Stored data entries:
//! Pure credential templating and request assembly. No I/O happens here.

use serde_json::{Map, Value};
use std::fmt;

use super::ResolvedCredentials;
use crate::core::store::types::InjectionMethod;

pub const VALUE_PLACEHOLDER: &str = "{{value}}";

/// Substitute the secret into the template's single placeholder. An empty
/// template means the bare value.
pub fn render_template(template: &str, secret: &str) -> String {
    if template.is_empty() {
        return secret.to_string();
    }
    template.replacen(VALUE_PLACEHOLDER, secret, 1)
}

/// A template must be empty or contain the placeholder exactly once.
pub fn validate_template(template: &str) -> Result<(), String> {
    if template.is_empty() {
        return Ok(());
    }
    match template.matches(VALUE_PLACEHOLDER).count() {
        1 => Ok(()),
        0 => Err(format!("template '{}' has no {} placeholder", template, VALUE_PLACEHOLDER)),
        n => Err(format!(
            "template '{}' has {} placeholders, expected exactly one",
            template, n
        )),
    }
}

/// Everything the dispatcher sends besides the URL.
#[derive(Clone, Default)]
pub struct PreparedRequest {
    pub headers: Vec<(String, String)>,
    pub query: Vec<(String, String)>,
    pub body: Value,
}

impl fmt::Debug for PreparedRequest {
    fn fmt(&self, f: &mut fmt::Formatter<'_>) -> fmt::Result {
        let header_names: Vec<&str> = self.headers.iter().map(|(k, _)| k.as_str()).collect();
        let query_names: Vec<&str> = self.query.iter().map(|(k, _)| k.as_str()).collect();
        f.debug_struct("PreparedRequest")
            .field("headers", &header_names)
            .field("query", &query_names)
            .finish_non_exhaustive()
    }
}

/// Merge the job payload with rendered credentials. A non-object payload is
/// wrapped as `{"payload": ...}` so body injections have somewhere to go.
pub fn prepare_request(payload: &Value, credentials: &ResolvedCredentials) -> PreparedRequest {
    let mut body = match payload {
        Value::Object(map) => Value::Object(map.clone()),
        Value::Null => Value::Object(Map::new()),
        other => {
            let mut map = Map::new();
            map.insert("payload".to_string(), other.clone());
            Value::Object(map)
        }
    };

    let mut prepared = PreparedRequest::default();
    for entry in credentials.iter() {
        let rendered = render_template(
            &entry.requirement.format_template,
            entry.secret.expose(),
        );
        let key = entry.requirement.target_key();
        match entry.requirement.injection_method {
            InjectionMethod::Header => prepared.headers.push((key, rendered)),
            InjectionMethod::Query => prepared.query.push((key, rendered)),
            InjectionMethod::Body => set_path(&mut body, &key, Value::String(rendered)),
        }
    }
    prepared.body = body;
    prepared
}

/// Set a dotted path, creating intermediate objects and replacing any
/// non-object value in the way.
fn set_path(root: &mut Value, path: &str, value: Value) {
    let mut segments: Vec<&str> = path.split('.').filter(|s| !s.is_empty()).collect();
    let Some(last) = segments.pop() else {
        return;
    };
    let mut cursor = root;
    for segment in segments {
        if !cursor.is_object() {
            *cursor = Value::Object(Map::new());
        }
        let Value::Object(map) = cursor else {
            return;
        };
        cursor = map
            .entry(segment.to_string())
            .or_insert_with(|| Value::Object(Map::new()));
    }
    if !cursor.is_object() {
        *cursor = Value::Object(Map::new());
    }
    if let Value::Object(map) = cursor {
        map.insert(last.to_string(), value);
    }
}

#[cfg(test)]
mod tests {
    use super::*;
    use crate::core::store::types::RequiredCredential;
    use crate::core::vault::{ResolvedCredential, SecretValue};
    use proptest::prelude::*;
    use serde_json::json;

    fn cred(provider: &str, method: InjectionMethod, key: Option<&str>, template: &str, secret: &str) -> ResolvedCredential {
        ResolvedCredential {
            requirement: RequiredCredential {
                provider: provider.to_string(),
                required: true,
                injection_method: method,
                key: key.map(str::to_string),
                format_template: template.to_string(),
            },
            secret: SecretValue::new(secret),
        }
    }

    #[test]
    fn renders_single_placeholder() {
        assert_eq!(render_template("Bearer {{value}}", "abc"), "Bearer abc");
        assert_eq!(render_template("", "abc"), "abc");
        assert_eq!(render_template("{{value}}", "a{{value}}b"), "a{{value}}b");
    }

    #[test]
    fn template_validation() {
        assert!(validate_template("Bearer {{value}}").is_ok());
        assert!(validate_template("").is_ok());
        assert!(validate_template("Bearer").is_err());
        assert!(validate_template("{{value}}:{{value}}").is_err());
    }

    #[test]
    fn injects_headers_query_and_body() {
        let creds = ResolvedCredentials::new(vec![
            cred("openai", InjectionMethod::Header, None, "Bearer {{value}}", "sk-1"),
            cred("maps", InjectionMethod::Query, Some("key"), "{{value}}", "m-2"),
            cred("github", InjectionMethod::Body, None, "token {{value}}", "gh-3"),
            cred("db", InjectionMethod::Body, Some("config.db.password"), "{{value}}", "pw"),
        ]);
        let prepared = prepare_request(&json!({ "input": "hi" }), &creds);

        assert_eq!(
            prepared.headers,
            vec![("Authorization".to_string(), "Bearer sk-1".to_string())]
        );
        assert_eq!(prepared.query, vec![("key".to_string(), "m-2".to_string())]);
        assert_eq!(
            prepared.body,
            json!({
                "input": "hi",
                "credentials": { "github": "token gh-3" },
                "config": { "db": { "password": "pw" } }
            })
        );
    }

    #[test]
    fn scalar_payload_is_wrapped() {
        let prepared = prepare_request(&json!("hello"), &ResolvedCredentials::default());
        assert_eq!(prepared.body, json!({ "payload": "hello" }));
        let prepared = prepare_request(&Value::Null, &ResolvedCredentials::default());
        assert_eq!(prepared.body, json!({}));
    }

    #[test]
    fn body_path_overwrites_scalar_in_the_way() {
        let mut body = json!({ "credentials": "oops" });
        set_path(&mut body, "credentials.github", json!("x"));
        assert_eq!(body, json!({ "credentials": { "github": "x" } }));
    }

    #[test]
    fn debug_hides_values() {
        let creds = ResolvedCredentials::new(vec![cred(
            "openai",
            InjectionMethod::Header,
            None,
            "Bearer {{value}}",
            "sk-secret",
        )]);
        let prepared = prepare_request(&json!({}), &creds);
        let debug = format!("{:?}", prepared);
        assert!(debug.contains("Authorization"));
        assert!(!debug.contains("sk-secret"));
    }

    proptest! {
        #[test]
        fn substitution_is_exact(
            prefix in "[a-zA-Z :]{0,12}",
            suffix in "[a-zA-Z :]{0,12}",
            secret in "[a-zA-Z0-9_-]{1,48}",
        ) {
            let template = format!("{}{}{}", prefix, VALUE_PLACEHOLDER, suffix);
            prop_assert!(validate_template(&template).is_ok());
            prop_assert_eq!(
                render_template(&template, &secret),
                format!("{}{}{}", prefix, secret, suffix)
            );
        }
    }
}
use axum::{
    Router,
    body::Body,
    http::{HeaderValue, Method, Request, header},
    middleware,
    middleware::Next,
    routing::{get, post, put},
};
use tower_http::cors::CorsLayer;

use super::AppState;
use super::handlers::{agents, credentials, jobs, schedules, system};

fn build_localhost_cors(api_port: u16) -> CorsLayer {
    let origins: Vec<HeaderValue> = [
        format!("http://127.0.0.1:{}", api_port),
        format!("http://localhost:{}", api_port),
    ]
    .iter()
    .filter_map(|o| o.parse().ok())
    .collect();

    CorsLayer::new()
        .allow_origin(origins)
        .allow_methods([
            Method::GET,
            Method::POST,
            Method::PUT,
            Method::DELETE,
            Method::OPTIONS,
        ])
        .allow_headers(tower_http::cors::Any)
}

pub fn build_api_router(state: AppState) -> Router {
    Router::new()
        .route("/api/health", get(system::health_endpoint))
        .route("/api/workers", get(system::get_workers_endpoint))
        .route("/api/logs", get(super::sse_logs_endpoint))
        .route(
            "/api/jobs",
            get(jobs::list_jobs_endpoint).post(jobs::enqueue_job_endpoint),
        )
        .route("/api/jobs/{job_id}", get(jobs::job_status_endpoint))
        .route("/api/jobs/{job_id}/cancel", post(jobs::cancel_job_endpoint))
        .route(
            "/api/schedules",
            get(schedules::get_schedules_endpoint).post(schedules::upsert_schedule_endpoint),
        )
        .route(
            "/api/schedules/{schedule_id}",
            axum::routing::delete(schedules::delete_schedule_endpoint),
        )
        .route("/api/agents", get(agents::get_agents))
        .route(
            "/api/agents/{agent}",
            get(agents::get_agent).put(agents::put_agent),
        )
        .route(
            "/api/users/{user}/credentials",
            get(credentials::list_credentials),
        )
        .route(
            "/api/users/{user}/credentials/{provider}",
            put(credentials::put_credential).delete(credentials::delete_credential),
        )
        .layer(middleware::from_fn(security_headers))
        .layer(build_localhost_cors(state.api_port))
        .with_state(state)
}

async fn security_headers(req: Request<Body>, next: Next) -> axum::response::Response {
    let mut response = next.run(req).await;
    let headers = response.headers_mut();
    headers.insert(
        header::X_CONTENT_TYPE_OPTIONS,
        HeaderValue::from_static("nosniff"),
    );
    headers.insert(header::X_FRAME_OPTIONS, HeaderValue::from_static("DENY"));
    headers.insert(
        header::CONTENT_SECURITY_POLICY,
        HeaderValue::from_static("default-src 'none'; frame-ancestors 'none'"),
    );
    response
}

#[cfg(test)]
mod tests {
    use super::*;
    use crate::core::config::RuntimeConfig;
    use crate::core::runtime::Runtime;
    use crate::core::runtime::rate_limit::RateLimiter;
    use crate::core::store::test_store;
    use crate::core::vault::test_vault;
    use axum::http::StatusCode;
    use serde_json::json;
    use std::sync::Arc;
    use std::time::Duration;
    use tower::util::ServiceExt;

    fn state_with(limiter: RateLimiter) -> AppState {
        let store = test_store();
        let vault = Arc::new(test_vault(store.clone()));
        let runtime = Runtime::new(store, vault, &RuntimeConfig::default()).with_rate_limiter(limiter);
        let (log_tx, _) = tokio::sync::broadcast::channel(16);
        AppState {
            runtime: Arc::new(runtime),
            log_tx,
            api_port: 17990,
        }
    }

    fn test_state() -> AppState {
        state_with(RateLimiter::unlimited())
    }

    async fn json_request(
        app: Router,
        method: Method,
        path: &str,
        body: Option<serde_json::Value>,
    ) -> (StatusCode, axum::http::HeaderMap, serde_json::Value) {
        let body = match body {
            Some(json) => Body::from(serde_json::to_string(&json).unwrap()),
            None => Body::empty(),
        };

        let req = Request::builder()
            .method(method)
            .uri(path)
            .header("content-type", "application/json")
            .body(body)
            .unwrap();
        let resp = app.oneshot(req).await.unwrap();
        let status = resp.status();
        let headers = resp.headers().clone();
        let body_bytes = axum::body::to_bytes(resp.into_body(), 1024 * 1024)
            .await
            .unwrap();
        let json: serde_json::Value =
            serde_json::from_slice(&body_bytes).unwrap_or(serde_json::json!({}));
        (status, headers, json)
    }

    async fn register_agent(state: &AppState, agent: &str, providers: &[&str]) {
        let required: Vec<serde_json::Value> = providers
            .iter()
            .map(|p| json!({ "provider": p, "format_template": "Bearer {{value}}" }))
            .collect();
        let (status, _, json) = json_request(
            build_api_router(state.clone()),
            Method::PUT,
            &format!("/api/agents/{}", agent),
            Some(json!({
                "webhook_url": "https://agent.test/hook",
                "required_credentials": required,
                "timeout_secs": 15
            })),
        )
        .await;
        assert_eq!(status, StatusCode::OK, "{json}");
    }

    #[tokio::test]
    async fn security_headers_present_on_responses() {
        let app = build_api_router(test_state());
        let (status, headers, json) = json_request(app, Method::GET, "/api/health", None).await;
        assert_eq!(status, StatusCode::OK);
        assert_eq!(json["status"], "ok");
        assert_eq!(headers.get("x-content-type-options").unwrap(), "nosniff");
        assert_eq!(headers.get("x-frame-options").unwrap(), "DENY");
    }

    #[tokio::test]
    async fn enqueue_then_status_then_cancel() {
        let state = test_state();
        register_agent(&state, "summarizer", &[]).await;

        let (status, _, json) = json_request(
            build_api_router(state.clone()),
            Method::POST,
            "/api/jobs",
            Some(json!({
                "agent_id": "summarizer",
                "user_id": "user-1",
                "payload": { "text": "hello" },
                "priority": 5
            })),
        )
        .await;
        assert_eq!(status, StatusCode::ACCEPTED);
        let job_id = json["job_id"].as_str().unwrap().to_string();

        let (status, _, json) = json_request(
            build_api_router(state.clone()),
            Method::GET,
            &format!("/api/jobs/{}", job_id),
            None,
        )
        .await;
        assert_eq!(status, StatusCode::OK);
        assert_eq!(json["job"]["status"], "pending");
        assert_eq!(json["job"]["phases"][0]["phase"], "queued");

        let (status, _, json) = json_request(
            build_api_router(state.clone()),
            Method::POST,
            &format!("/api/jobs/{}/cancel?reason=changed%20my%20mind", job_id),
            None,
        )
        .await;
        assert_eq!(status, StatusCode::OK);
        assert_eq!(json["status"], "cancelled");

        let (status, _, json) = json_request(
            build_api_router(state),
            Method::POST,
            &format!("/api/jobs/{}/cancel", job_id),
            None,
        )
        .await;
        assert_eq!(status, StatusCode::CONFLICT);
        assert_eq!(json["code"], "already_terminal");
    }

    #[tokio::test]
    async fn missing_credentials_are_enumerated() {
        let state = test_state();
        register_agent(&state, "gh-bot", &["github", "openai"]).await;

        let (status, _, _) = json_request(
            build_api_router(state.clone()),
            Method::PUT,
            "/api/users/user-1/credentials/openai",
            Some(json!({ "value": "sk-live" })),
        )
        .await;
        assert_eq!(status, StatusCode::OK);

        let (status, _, json) = json_request(
            build_api_router(state),
            Method::POST,
            "/api/jobs",
            Some(json!({ "agent_id": "gh-bot", "user_id": "user-1", "payload": {} })),
        )
        .await;
        assert_eq!(status, StatusCode::UNPROCESSABLE_ENTITY);
        assert_eq!(json["success"], false);
        assert_eq!(json["missing"], json!(["github"]));
    }

    #[tokio::test]
    async fn rate_limited_enqueue_returns_retry_after() {
        let state = state_with(RateLimiter::new(Duration::from_secs(60), Some(1), None));
        register_agent(&state, "a", &[]).await;
        let body = json!({ "agent_id": "a", "user_id": "u", "payload": {} });

        let (status, _, _) =
            json_request(build_api_router(state.clone()), Method::POST, "/api/jobs", Some(body.clone()))
                .await;
        assert_eq!(status, StatusCode::ACCEPTED);
        let (status, headers, json) =
            json_request(build_api_router(state), Method::POST, "/api/jobs", Some(body)).await;
        assert_eq!(status, StatusCode::TOO_MANY_REQUESTS);
        assert!(headers.get("retry-after").is_some());
        assert_eq!(json["code"], "rate_limit_exceeded");
    }

    #[tokio::test]
    async fn credential_listing_hides_values() {
        let state = test_state();
        json_request(
            build_api_router(state.clone()),
            Method::PUT,
            "/api/users/user-1/credentials/github",
            Some(json!({ "value": "ghp_topsecret" })),
        )
        .await;
        let (status, _, json) = json_request(
            build_api_router(state.clone()),
            Method::GET,
            "/api/users/user-1/credentials",
            None,
        )
        .await;
        assert_eq!(status, StatusCode::OK);
        assert_eq!(json["credentials"][0]["provider"], "github");
        assert!(!json.to_string().contains("ghp_topsecret"));

        let (status, _, _) = json_request(
            build_api_router(state.clone()),
            Method::DELETE,
            "/api/users/user-1/credentials/github",
            None,
        )
        .await;
        assert_eq!(status, StatusCode::OK);
        let (status, _, _) = json_request(
            build_api_router(state),
            Method::DELETE,
            "/api/users/user-1/credentials/github",
            None,
        )
        .await;
        assert_eq!(status, StatusCode::NOT_FOUND);
    }

    #[tokio::test]
    async fn schedules_roundtrip() {
        let state = test_state();
        register_agent(&state, "reporter", &[]).await;

        let (status, _, json) = json_request(
            build_api_router(state.clone()),
            Method::POST,
            "/api/schedules",
            Some(json!({
                "agent_id": "reporter",
                "user_id": "user-1",
                "cron_expression": "0 9 * * 1-5",
                "timezone": "Europe/London",
                "payload": { "report": "daily" }
            })),
        )
        .await;
        assert_eq!(status, StatusCode::OK, "{json}");
        let schedule_id = json["schedule"]["schedule_id"].as_str().unwrap().to_string();
        assert!(json["schedule"]["next_run"].is_string());

        let (_, _, json) =
            json_request(build_api_router(state.clone()), Method::GET, "/api/schedules", None).await;
        assert_eq!(json["schedules"].as_array().unwrap().len(), 1);

        let (status, _, _) = json_request(
            build_api_router(state.clone()),
            Method::DELETE,
            &format!("/api/schedules/{}", schedule_id),
            None,
        )
        .await;
        assert_eq!(status, StatusCode::OK);

        let (status, _, json) = json_request(
            build_api_router(state),
            Method::POST,
            "/api/schedules",
            Some(json!({
                "agent_id": "reporter",
                "user_id": "user-1",
                "cron_expression": "not cron"
            })),
        )
        .await;
        assert_eq!(status, StatusCode::BAD_REQUEST);
        assert_eq!(json["code"], "validation_error");
    }

    #[tokio::test]
    async fn invalid_agent_registration_is_rejected() {
        let (status, _, json) = json_request(
            build_api_router(test_state()),
            Method::PUT,
            "/api/agents/bad",
            Some(json!({ "webhook_url": "file:///etc/passwd" })),
        )
        .await;
        assert_eq!(status, StatusCode::BAD_REQUEST);
        assert_eq!(json["success"], false);
    }

    #[tokio::test]
    async fn unknown_job_is_not_found_and_workers_list_is_empty() {
        let state = test_state();
        let (status, _, _) =
            json_request(build_api_router(state.clone()), Method::GET, "/api/jobs/nope", None).await;
        assert_eq!(status, StatusCode::NOT_FOUND);
        let (status, _, json) =
            json_request(build_api_router(state), Method::GET, "/api/workers", None).await;
        assert_eq!(status, StatusCode::OK);
        assert_eq!(json["workers"], json!([]));
    }
}
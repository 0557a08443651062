use chrono::Utc;
use rusqlite::params;

use super::types::{WorkerPhase, WorkerRecord};
use super::{Store, from_millis, opt_json_column, to_millis};
use crate::core::error::RuntimeResult;

impl Store {
    pub async fn register_worker(
        &self,
        worker_id: &str,
        capacity: usize,
        capabilities: Option<&[String]>,
    ) -> RuntimeResult<()> {
        let capabilities = match capabilities {
            Some(caps) => Some(serde_json::to_string(caps)?),
            None => None,
        };
        let now = to_millis(Utc::now());
        let db = self.db.lock().await;
        db.execute(
            "INSERT INTO workers (worker_id, status, phase, active_jobs, capacity, capabilities, last_heartbeat, started_at)
             VALUES (?1, 'online', 'idle', 0, ?2, ?3, ?4, ?4)
             ON CONFLICT(worker_id) DO UPDATE SET
                status = 'online', phase = 'idle', active_jobs = 0,
                capacity = excluded.capacity, capabilities = excluded.capabilities,
                last_heartbeat = excluded.last_heartbeat, started_at = excluded.started_at",
            params![worker_id, capacity as i64, capabilities, now],
        )?;
        Ok(())
    }

    /// Persist a heartbeat. Returns false if the worker row is gone.
    pub async fn record_heartbeat(
        &self,
        worker_id: &str,
        active_jobs: usize,
        phase: WorkerPhase,
    ) -> RuntimeResult<bool> {
        let db = self.db.lock().await;
        let rows = db.execute(
            "UPDATE workers SET last_heartbeat = ?2, active_jobs = ?3, phase = ?4, status = 'online'
             WHERE worker_id = ?1",
            params![worker_id, to_millis(Utc::now()), active_jobs as i64, phase],
        )?;
        Ok(rows > 0)
    }

    pub async fn mark_worker_offline(&self, worker_id: &str) -> RuntimeResult<()> {
        let db = self.db.lock().await;
        db.execute(
            "UPDATE workers SET status = 'offline', phase = 'stopped', active_jobs = 0 WHERE worker_id = ?1",
            params![worker_id],
        )?;
        Ok(())
    }

    pub async fn list_workers(&self) -> RuntimeResult<Vec<WorkerRecord>> {
        let db = self.db.lock().await;
        let mut stmt = db.prepare(
            "SELECT worker_id, status, phase, active_jobs, capacity, capabilities, last_heartbeat, started_at
             FROM workers ORDER BY worker_id ASC",
        )?;
        let rows = stmt.query_map([], |row| {
            Ok(WorkerRecord {
                worker_id: row.get(0)?,
                status: row.get(1)?,
                phase: row.get(2)?,
                active_jobs: row.get(3)?,
                capacity: row.get(4)?,
                capabilities: opt_json_column(row, 5)?,
                last_heartbeat: from_millis(row.get(6)?),
                started_at: from_millis(row.get(7)?),
            })
        })?;
        let mut out = Vec::new();
        for row in rows {
            out.push(row?);
        }
        Ok(out)
    }
}

#[cfg(test)]
mod tests {
    use super::super::test_store;
    use super::super::types::WorkerStatus;
    use super::*;

    #[tokio::test]
    async fn register_heartbeat_and_stop() {
        let store = test_store();
        let caps = vec!["openai".to_string()];
        store.register_worker("w1", 4, Some(&caps)).await.unwrap();
        assert!(
            store
                .record_heartbeat("w1", 2, WorkerPhase::Dispatching)
                .await
                .unwrap()
        );

        let workers = store.list_workers().await.unwrap();
        assert_eq!(workers.len(), 1);
        assert_eq!(workers[0].active_jobs, 2);
        assert_eq!(workers[0].phase, WorkerPhase::Dispatching);
        assert_eq!(workers[0].capabilities, Some(caps));

        store.mark_worker_offline("w1").await.unwrap();
        let workers = store.list_workers().await.unwrap();
        assert_eq!(workers[0].status, WorkerStatus::Offline);
        assert_eq!(workers[0].phase, WorkerPhase::Stopped);
    }

    #[tokio::test]
    async fn heartbeat_for_unknown_worker_is_false() {
        let store = test_store();
        assert!(
            !store
                .record_heartbeat("ghost", 0, WorkerPhase::Idle)
                .await
                .unwrap()
        );
    }
}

What you have to do: The answer should be all lines from the entries above that hold the word "capabilities".

Exercise answer:
        capabilities: Option<&[String]>,
        let capabilities = match capabilities {
            "INSERT INTO workers (worker_id, status, phase, active_jobs, capacity, capabilities, last_heartbeat, started_at)
                capacity = excluded.capacity, capabilities = excluded.capabilities,
            params![worker_id, capacity as i64, capabilities, now],
            "SELECT worker_id, status, phase, active_jobs, capacity, capabilities, last_heartbeat, started_at
                capabilities: opt_json_column(row, 5)?,
        assert_eq!(workers[0].capabilities, Some(caps));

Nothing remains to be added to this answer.